Defining and Designing Computer Science Education in a K12 Public School District
Jared O'Leary

In this episode I unpack Proctor, Bigman, and Blikstein’s (2019) publication titled “Defining and designing computer science education in a K12 public school district,” which serves as a case study of a district’s processes and tensions developing a plan for implementing computer science across K-12.

Article

Proctor, C., Bigman, M., & Blikstein, P. (2019). Defining and designing computer science education in a K12 public school district. SIGCSE 2019 - Proceedings of the 50th ACM Technical Symposium on Computer Science Education, 1, 314–320.


Abstract

“Computer science is poised to become a core discipline in K12 education, however there are unresolved tensions between the definitions and purposes of computer science and public education. This study’s goal is to explore how logistical and conceptual challenges emerge while designing a comprehensive K12 computer science program in a public school district. While the policy infrastructure for K12 computer science education is rapidly developing, few districts have yet implemented computer science as a core discipline in their K12 programs and very little research has explored the challenges involved in putting ideas into practice. This study reports on a committee designing a comprehensive K12 computer science education program at a small public school district in California. Through a grounded-theory qualitative interpretation of committee-member interviews and board meeting transcripts, we surfaced three themes which were the primary points of tension: how computer science is defined, how it ought to be taught, and what process ought to be used to answer these questions.
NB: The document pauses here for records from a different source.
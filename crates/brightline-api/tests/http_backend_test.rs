#![allow(clippy::unwrap_used)]
// Integration tests for `HttpBackend` using wiremock.

use std::time::Duration;

use serde_json::json;
use url::Url;
use wiremock::matchers::{body_json, method, path};
use wiremock::{Mock, MockServer, ResponseTemplate};

use brightline_api::{BrightnessBackend, Error, HttpBackend, SetBrightnessRequest, TransportConfig};

// ── Helpers ─────────────────────────────────────────────────────────

async fn setup() -> (MockServer, HttpBackend) {
    let server = MockServer::start().await;
    let base_url = Url::parse(&server.uri()).unwrap();
    let backend = HttpBackend::with_client(reqwest::Client::new(), base_url, None).unwrap();
    (server, backend)
}

fn request(id: &str, value: i32, sequence: u64) -> SetBrightnessRequest {
    SetBrightnessRequest {
        id: id.into(),
        value,
        sequence,
    }
}

// ── Commands ────────────────────────────────────────────────────────

#[tokio::test]
async fn test_set_brightness_posts_request() {
    let (server, backend) = setup().await;

    Mock::given(method("POST"))
        .and(path("/v1/brightness"))
        .and(body_json(json!({ "id": "D1", "value": 50, "sequence": 3 })))
        .respond_with(ResponseTemplate::new(204))
        .expect(1)
        .mount(&server)
        .await;

    backend.set_brightness(&request("D1", 50, 3)).await.unwrap();
}

#[tokio::test]
async fn test_set_brightness_negative_value() {
    let (server, backend) = setup().await;

    Mock::given(method("POST"))
        .and(path("/v1/brightness"))
        .and(body_json(json!({ "id": "D2", "value": -80, "sequence": 1 })))
        .respond_with(ResponseTemplate::new(200))
        .mount(&server)
        .await;

    backend.set_brightness(&request("D2", -80, 1)).await.unwrap();
}

#[tokio::test]
async fn test_set_brightness_unknown_device() {
    let (server, backend) = setup().await;

    Mock::given(method("POST"))
        .and(path("/v1/brightness"))
        .respond_with(ResponseTemplate::new(404).set_body_string("monitor D9 not found"))
        .mount(&server)
        .await;

    let result = backend.set_brightness(&request("D9", 10, 1)).await;

    assert!(
        matches!(result, Err(Error::UnknownDevice { ref id }) if id == "D9"),
        "expected UnknownDevice, got: {result:?}"
    );
}

#[tokio::test]
async fn test_set_brightness_rejected() {
    let (server, backend) = setup().await;

    Mock::given(method("POST"))
        .and(path("/v1/brightness"))
        .respond_with(ResponseTemplate::new(500).set_body_string("ddc write failed"))
        .mount(&server)
        .await;

    let err = backend.set_brightness(&request("D1", 10, 1)).await.unwrap_err();

    match err {
        Error::Rejected { status, message } => {
            assert_eq!(status, 500);
            assert_eq!(message, "ddc write failed");
        }
        other => panic!("expected Rejected, got: {other:?}"),
    }
}

#[tokio::test]
async fn test_set_brightness_timeout() {
    let server = MockServer::start().await;
    let transport = TransportConfig {
        timeout: Duration::from_millis(100),
        ..TransportConfig::default()
    };
    let backend = HttpBackend::new(Url::parse(&server.uri()).unwrap(), None, &transport).unwrap();

    Mock::given(method("POST"))
        .and(path("/v1/brightness"))
        .respond_with(ResponseTemplate::new(200).set_delay(Duration::from_secs(2)))
        .mount(&server)
        .await;

    let err = backend.set_brightness(&request("D1", 10, 1)).await.unwrap_err();
    assert!(matches!(err, Error::Timeout { .. }), "got: {err:?}");
    assert!(err.is_transient());
}

// ── Watch ───────────────────────────────────────────────────────────

#[tokio::test]
async fn test_begin_watch_fails_without_event_socket() {
    let (server, _) = setup().await;
    let backend = HttpBackend::with_client(
        reqwest::Client::new(),
        Url::parse(&server.uri()).unwrap(),
        Some(Url::parse("ws://127.0.0.1:9/v1/events").unwrap()),
    )
    .unwrap();

    Mock::given(method("POST"))
        .and(path("/v1/watch"))
        .respond_with(ResponseTemplate::new(200))
        .expect(0)
        .mount(&server)
        .await;

    let result = backend.begin_watch().await;
    assert!(
        matches!(result, Err(Error::WebSocketConnect(_))),
        "expected WebSocketConnect, got: {:?}",
        result.err()
    );
}

#[test]
fn test_events_url_derived_from_base() {
    let backend = HttpBackend::with_client(
        reqwest::Client::new(),
        Url::parse("http://127.0.0.1:7878").unwrap(),
        None,
    )
    .unwrap();
    assert_eq!(backend.events_url().as_str(), "ws://127.0.0.1:7878/v1/events");
}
Grounding these tensions in the academic discourse on K12 computer science education, this study offers recommendations to other districts designing comprehensive computer science education and suggests future directions of computer science education research that will be most useful to stakeholders of these processes.”


Author Keywords

K-12 education, computational thinking


My One Sentence Summary

This study serves as a case study of a district’s processes and tensions developing a plan for implementing computer science across K-12.


Some Of My Lingering Questions/Thoughts

  • What implementation approaches have worked for you or other districts that you’re aware of?

    • How might we share those approaches with other districts that have not yet implemented CS?